→ The task: Nothing but the lines from the one with "of by hand." through the last line of the data should be restated, each word for word.
-------------------------
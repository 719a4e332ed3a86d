#[cfg_attr(feature = "serde-full", derive(serde::Serialize, serde::Deserialize))]
#[cfg_attr(feature = "serde-full", serde(rename_all = "lowercase"))]
#[derive(Clone, Copy, Debug, PartialEq, Eq)]
pub enum Lifecycle {
    Idle,
    Running,
    Paused,
    Stopped,
    Completed,
    Error,
}

impl Lifecycle {
    /// The transitions enumerated in §4.5: `idle -> running -> {paused <-> running} -> {completed | stopped | error}`.
    pub fn can_transition_to(self, target: Lifecycle) -> bool {
        use Lifecycle::*;
        match (self, target) {
            (Idle, Running) => true,
            (Running, Paused) => true,
            (Paused, Running) => true,
            (Running, Completed) | (Running, Stopped) | (Running, Error) => true,
            (Paused, Stopped) | (Paused, Error) => true,
            (Completed, Idle) | (Stopped, Idle) | (Error, Idle) => true,
            _ => false,
        }
    }

    pub fn is_terminal(self) -> bool {
        matches!(self, Lifecycle::Completed | Lifecycle::Stopped | Lifecycle::Error)
    }
}

/// Lifecycle snapshot of one engine run over a step sequence.
#[cfg_attr(feature = "serde-full", derive(serde::Serialize, serde::Deserialize))]
#[derive(Clone, Debug)]
pub struct ReplayEngineState {
    pub lifecycle: Lifecycle,
    pub current_step_index: usize,
    pub consecutive_failures: u32,
    pub start_time_ms: Option<i64>,
    pub end_time_ms: Option<i64>,
}

impl ReplayEngineState {
    pub fn idle() -> Self {
        Self {
            lifecycle: Lifecycle::Idle,
            current_step_index: 0,
            consecutive_failures: 0,
            start_time_ms: None,
            end_time_ms: None,
        }
    }
}

/// Lifecycle snapshot of one session driving an engine across data rows.
#[cfg_attr(feature = "serde-full", derive(serde::Serialize, serde::Deserialize))]
#[derive(Clone, Debug)]
pub struct ReplaySessionState {
    pub lifecycle: Lifecycle,
    pub current_row: usize,
    pub start_time_ms: Option<i64>,
    pub end_time_ms: Option<i64>,
}

impl ReplaySessionState {
    pub fn idle() -> Self {
        Self {
            lifecycle: Lifecycle::Idle,
            current_row: 0,
            start_time_ms: None,
            end_time_ms: None,
        }
    }
}

#[cfg(test)]
mod tests {
    use super::*;

    #[test]
    fn only_documented_transitions_are_legal() {
        assert!(Lifecycle::Idle.can_transition_to(Lifecycle::Running));
        assert!(!Lifecycle::Idle.can_transition_to(Lifecycle::Paused));
        assert!(Lifecycle::Running.can_transition_to(Lifecycle::Paused));
        assert!(Lifecycle::Paused.can_transition_to(Lifecycle::Running));
        assert!(!Lifecycle::Completed.can_transition_to(Lifecycle::Running));
        assert!(Lifecycle::Completed.can_transition_to(Lifecycle::Idle));
    }

    #[test]
    fn terminal_states() {
        assert!(Lifecycle::Completed.is_terminal());
        assert!(Lifecycle::Stopped.is_terminal());
        assert!(Lifecycle::Error.is_terminal());
        assert!(!Lifecycle::Running.is_terminal());
        assert!(!Lifecycle::Paused.is_terminal());
    }
}
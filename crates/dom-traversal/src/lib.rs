//! DOM traversal seam: iframe chain discovery, shadow-root piercing, and
//! chain-based xpath resolution.
//!
//! [`DomPort`] is the trait boundary a real content script implements in
//! production; [`memory::InMemoryDom`] is the test double the rest of this
//! workspace's unit tests build a page out of by hand.

mod errors;
mod memory;
mod port;

pub use errors::TraversalError;
pub use memory::{InMemoryDom, InMemoryDomBuilder, NodeSpec};
pub use port::{DomPort, IframeRecord, NodeRef};

/// Recursion depth defended against cycles in iframe discovery (§4.1).
pub const DEFAULT_MAX_IFRAME_DEPTH: usize = 10;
-------------------------
→ Response to the task:
//! workspace's unit tests build a page out of by hand.

mod errors;
mod memory;
mod port;

pub use errors::TraversalError;
pub use memory::{InMemoryDom, InMemoryDomBuilder, NodeSpec};
pub use port::{DomPort, IframeRecord, NodeRef};

/// Recursion depth defended against cycles in iframe discovery (§4.1).
pub const DEFAULT_MAX_IFRAME_DEPTH: usize = 10;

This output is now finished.